Membayar bunga atau laba kepada pemilik kekayaan besar dari warisan adalah suatu pemborosan. Pemborosan itulah yang tidak disadari oleh teori ekonomi konvensional karena pihak yang hendak dibela kepentingannya oleh teori itu tidak jelas. Kalau suku bunga deposito menjadi minus atau selisihnya dengan inflasi sangat kecil, secara teoritis itu merupakan pengaruh dari pemborosan itu, yaitu adanya dana warisan berjumlah besar pada dana pihak ketiga dalam perbankan.

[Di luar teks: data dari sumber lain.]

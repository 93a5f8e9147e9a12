//! lyric-player - command line front end
//!
//! Lists, inspects, converts and plays lyric files against a simulated
//! playback clock.

mod cli;

use std::path::{Path, PathBuf};
use std::time::{Duration, Instant};

use anyhow::{Context, Result, bail};
use clap::Parser;
use tracing_subscriber::EnvFilter;

use lyric_player::features::import::decode_with_fallback;
use lyric_player::features::lyrics::{
    DEFAULT_CUE_MS, InterpolatedClock, LyricSet, Notifiable, PlaybackClock, SyncController,
    SyncDriver, SyncNotification, TransportEvent, parse_lyrics,
};
use lyric_player::features::{AudioRef, LyricsLibrary, PlayerBundle, Settings, find_lyrics_for_audio};
use lyric_player::utils::format_time;

use cli::{Cli, Command, RATE_RANGE};

fn main() -> Result<()> {
    let cli = Cli::parse();
    init_tracing();

    let settings = load_settings(&cli)?;
    let library = LyricsLibrary::from_settings(&settings.library);

    match cli.command {
        Command::List => {
            for name in library.list_files() {
                println!("{}", name);
            }
        }
        Command::Show { file } => show(&library, &file)?,
        Command::Play {
            file,
            duration_ms,
            tick_ms,
            rate,
            seek_ms,
            realtime,
        } => {
            let text = read_lyrics(&library, &file)?;
            let options = PlayOptions {
                duration_ms,
                tick_ms: tick_ms.unwrap_or(settings.player.tick_interval_ms).max(1),
                rate,
                seek_ms,
                realtime,
            };
            play(&settings, &text, &options);
        }
        Command::Convert {
            file,
            to,
            output,
            encoding,
        } => {
            let set = parse_lyrics(&read_lyrics(&library, &file)?);
            let converted = set.to_format(to.into());
            match output {
                Some(output) => {
                    let encoding = encoding.unwrap_or_else(|| settings.save.encoding.clone());
                    let saved = library
                        .try_save(&converted, &output, to.into(), &encoding)
                        .context("convert")?;
                    println!("{}", library.output_dir().join(saved).display());
                }
                None => print!("{}", converted),
            }
        }
        Command::Bundle { audio, lyrics } => {
            let lyrics = match lyrics {
                Some(file) => Some(read_lyrics(&library, &file)?),
                None => find_lyrics_for_audio(&audio),
            };
            let name = audio
                .file_name()
                .map(|n| n.to_string_lossy().into_owned())
                .with_context(|| format!("not a file path: {}", audio.display()))?;
            let bundle = PlayerBundle::new(AudioRef::new(name), lyrics)
                .with_settings(&settings.player);
            println!("{}", serde_json::to_string_pretty(&bundle.to_host_ui())?);
        }
        Command::Fingerprint { file } => {
            if let Some(message) = library.validate_message(&file) {
                bail!(message);
            }
            println!("{}", library.fingerprint(&file));
        }
    }

    Ok(())
}

fn init_tracing() {
    let filter = EnvFilter::try_from_default_env().unwrap_or_else(|_| EnvFilter::new("info"));
    let _ = tracing_subscriber::fmt()
        .with_env_filter(filter)
        .with_writer(std::io::stderr)
        .try_init();
}

fn load_settings(cli: &Cli) -> Result<Settings> {
    let mut settings = match &cli.config {
        Some(path) => Settings::load_from_file(path)
            .with_context(|| format!("load settings {}", path.display()))?,
        None => Settings::load(),
    };
    if let Some(dir) = &cli.input_dir {
        settings.library.input_dir = dir.clone();
    }
    if let Some(dir) = &cli.output_dir {
        settings.library.output_dir = dir.clone();
    }
    Ok(settings)
}

/// Read lyric text from a path on disk or, failing that, a library name
fn read_lyrics(library: &LyricsLibrary, file: &str) -> Result<String> {
    let path = PathBuf::from(file);
    if path.is_file() {
        return read_lyrics_path(library, &path);
    }
    library.try_load(file).map_err(Into::into)
}

fn read_lyrics_path(library: &LyricsLibrary, path: &Path) -> Result<String> {
    let bytes = std::fs::read(path).with_context(|| format!("read {}", path.display()))?;
    let decoded = decode_with_fallback(&bytes, library.encodings())
        .with_context(|| format!("decode {}", path.display()))?;
    Ok(decoded.text)
}

fn show(library: &LyricsLibrary, file: &str) -> Result<()> {
    let set = parse_lyrics(&read_lyrics(library, file)?);
    println!("format: {} ({} entries)", set.format(), set.len());

    let metadata = set.metadata();
    if !metadata.is_empty() {
        let tags = [
            ("title", &metadata.title),
            ("artist", &metadata.artist),
            ("album", &metadata.album),
            ("by", &metadata.author),
        ];
        for (key, value) in tags {
            if let Some(value) = value {
                println!("{}: {}", key, value);
            }
        }
        if metadata.offset_ms != 0 {
            println!("offset: {} ms", metadata.offset_ms);
        }
        for (key, value) in &metadata.extra {
            println!("{}: {}", key, value);
        }
    }

    for entry in set.entries() {
        let end = entry
            .end_time_ms
            .map(format_time)
            .unwrap_or_else(|| "--:--.--".to_string());
        println!(
            "[{} - {}] {}",
            format_time(entry.start_time_ms),
            end,
            entry.text.replace('\n', " / ")
        );
    }
    Ok(())
}

struct PlayOptions {
    duration_ms: Option<u64>,
    tick_ms: u64,
    rate: f64,
    seek_ms: Option<f64>,
    realtime: bool,
}

/// Prints each active line change
#[derive(Debug, Default)]
struct TerminalView {
    changes: usize,
}

impl Notifiable for TerminalView {
    fn on_active_changed(&mut self, notification: &SyncNotification) {
        self.changes += 1;
        let time = format_time(notification.position_ms);
        match &notification.entry {
            Some(entry) => println!("{}  {}", time, entry.text.replace('\n', " / ")),
            None => println!("{}  ({:?}, no active line)", time, notification.cause),
        }
    }
}

/// Track length when none is given: the last explicit end, or a cue past
/// the last start
fn natural_duration(set: &LyricSet) -> u64 {
    set.entries()
        .iter()
        .map(|e| {
            e.end_time_ms
                .unwrap_or_else(|| e.start_time_ms.saturating_add(DEFAULT_CUE_MS))
        })
        .max()
        .unwrap_or(0)
}

fn play(settings: &Settings, text: &str, options: &PlayOptions) {
    let controller = SyncController::with_tail_policy(settings.player.tail_policy);
    let mut driver = SyncDriver::new(controller, InterpolatedClock::new(), TerminalView::default());
    driver.load_lyrics(text);

    let duration_ms = options
        .duration_ms
        .unwrap_or_else(|| natural_duration(driver.controller().lyrics()));
    let tick = Duration::from_millis(options.tick_ms);
    // Time the track takes at the slowest accepted rate, plus a tick
    let slowest = options.rate.max(*RATE_RANGE.start());
    let wall_limit = Duration::try_from_secs_f64(duration_ms as f64 / 1000.0 / slowest)
        .unwrap_or(Duration::MAX)
        .saturating_add(tick);

    let start = Instant::now();
    let mut now = start;
    driver.dispatch(TransportEvent::RateChange(options.rate), now);
    driver.dispatch(TransportEvent::Resume, now);
    if let Some(seek_ms) = options.seek_ms {
        driver.dispatch(TransportEvent::Seek(seek_ms), now);
    }

    loop {
        driver.poll(now);
        if driver.clock().position_ms(now) >= duration_ms as f64 {
            driver.dispatch(TransportEvent::Ended, now);
            break;
        }
        if let Some(wait) = driver.controller().time_until_next_change() {
            tracing::debug!("next line change in {:?}", wait);
        }
        if options.realtime {
            std::thread::sleep(tick);
            now = Instant::now();
        } else {
            now += tick;
        }
        if now.duration_since(start) > wall_limit {
            tracing::warn!("playback rate {} never reaches the end", options.rate);
            break;
        }
    }

    tracing::info!(
        "Played {} over {} ({} line changes)",
        driver.controller().lyrics().format(),
        format_time(duration_ms),
        driver.view().changes
    );
}

#[cfg(test)]
mod tests {
    use super::*;
    use lyric_player::features::lyrics::{LyricEntry, LyricsFormat};

    fn options(rate: f64) -> PlayOptions {
        PlayOptions {
            duration_ms: Some(5000),
            tick_ms: 100,
            rate,
            seek_ms: None,
            realtime: false,
        }
    }

    #[test]
    fn test_natural_duration() {
        let set = parse_lyrics("[00:01.00]a\n[00:03.00]b");
        assert_eq!(natural_duration(&set), 3000 + DEFAULT_CUE_MS);

        let set = LyricSet::new(vec![LyricEntry::new(1000, "timed").with_end(9000)], LyricsFormat::Srt);
        assert_eq!(natural_duration(&set), 9000);

        assert_eq!(natural_duration(&LyricSet::empty()), 0);
    }

    #[test]
    fn test_natural_duration_saturates() {
        let set = LyricSet::new(vec![LyricEntry::new(u64::MAX - 1, "far away")], LyricsFormat::Lrc);
        assert_eq!(natural_duration(&set), u64::MAX);
    }

    #[test]
    fn test_play_stops_at_any_rate() {
        let text = "[00:01.00]Hello\n[00:03.00]World";
        for rate in [1.0, 0.0625, 1e-20, 0.0, -1.0] {
            play(&Settings::default(), text, &options(rate));
        }
    }
}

Bagi bank, deposito adalah liabilitas. Bagi perekonomian makro, menurut biososioekonomi, deposito dan semua hak milik individu adalah liabilitas. Kalau kita ingin masalah moneter dan perbankan teratasi maka aset masyarakat (bukan aset orang per orang-pen) harus ditingkatkan sehingga mendekati liabilitasnya. Neraca HCS memang tidak perlu menghasilkan nilai positif karena masyarkat bukan institusi bisnis namun nilai negatifnya yang luar biasa besar harus segera diatasi.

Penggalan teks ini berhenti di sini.